■ TO DO ■
In the entries below, identify every line with the string "connectors" and copy it.
━━━
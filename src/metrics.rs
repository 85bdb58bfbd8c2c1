//! Prometheus exposition for the engine.
//!
//! Counters are emitted where things happen (ingest, canon, scoring,
//! feedback, throttle). This module installs the recorder, publishes the
//! configured limits as gauges and samples the live session count on scrape.

use std::sync::Arc;

use axum::{extract::State, routing::get, Router};
use metrics::gauge;
use metrics_exporter_prometheus::{Matcher, PrometheusBuilder, PrometheusHandle};

use crate::config::engine::EngineConfig;
use crate::session::SessionRegistry;

/// Crawl wall time buckets, in milliseconds. The top bucket sits past the
/// default crawl deadline.
const CRAWL_DURATION_BUCKETS_MS: &[f64] = &[
    100.0, 250.0, 500.0, 1_000.0, 2_500.0, 5_000.0, 10_000.0, 20_000.0, 30_000.0,
];

pub struct Metrics {
    handle: PrometheusHandle,
}

#[derive(Clone)]
struct ScrapeState {
    handle: PrometheusHandle,
    sessions: Arc<SessionRegistry>,
}

impl Metrics {
    /// Install the global recorder and publish the configured limits.
    /// Fails if a recorder is already installed in this process.
    pub fn init(cfg: &EngineConfig, connectors: usize) -> anyhow::Result<Self> {
        let handle = PrometheusBuilder::new()
            .set_buckets_for_metric(
                Matcher::Full("crawl_duration_ms".to_string()),
                CRAWL_DURATION_BUCKETS_MS,
            )
            .map_err(|e| anyhow::anyhow!("prometheus: crawl buckets: {e}"))?
            .install_recorder()
            .map_err(|e| anyhow::anyhow!("prometheus: install recorder: {e}"))?;

        gauge!("engine_connectors_registered").set(connectors as f64);
        gauge!("throttle_auto_min_interval_ms").set(cfg.auto_trigger_min_interval_ms as f64);
        gauge!("crawl_deadline_ms").set(cfg.crawl_deadline_ms as f64);
        gauge!("session_idle_ttl_ms").set(cfg.session_idle_ttl_ms as f64);

        Ok(Self { handle })
    }

    /// `/metrics` route. `sessions_active` is sampled from `sessions` on
    /// every scrape.
    pub fn router(&self, sessions: Arc<SessionRegistry>) -> Router {
        Router::new()
            .route("/metrics", get(scrape))
            .with_state(ScrapeState {
                handle: self.handle.clone(),
                sessions,
            })
    }
}

async fn scrape(State(st): State<ScrapeState>) -> String {
    gauge!("sessions_active").set(st.sessions.len() as f64);
    st.handle.render()
}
━━━
■ OUTPUT ■
    pub fn init(cfg: &EngineConfig, connectors: usize) -> anyhow::Result<Self> {
        gauge!("engine_connectors_registered").set(connectors as f64);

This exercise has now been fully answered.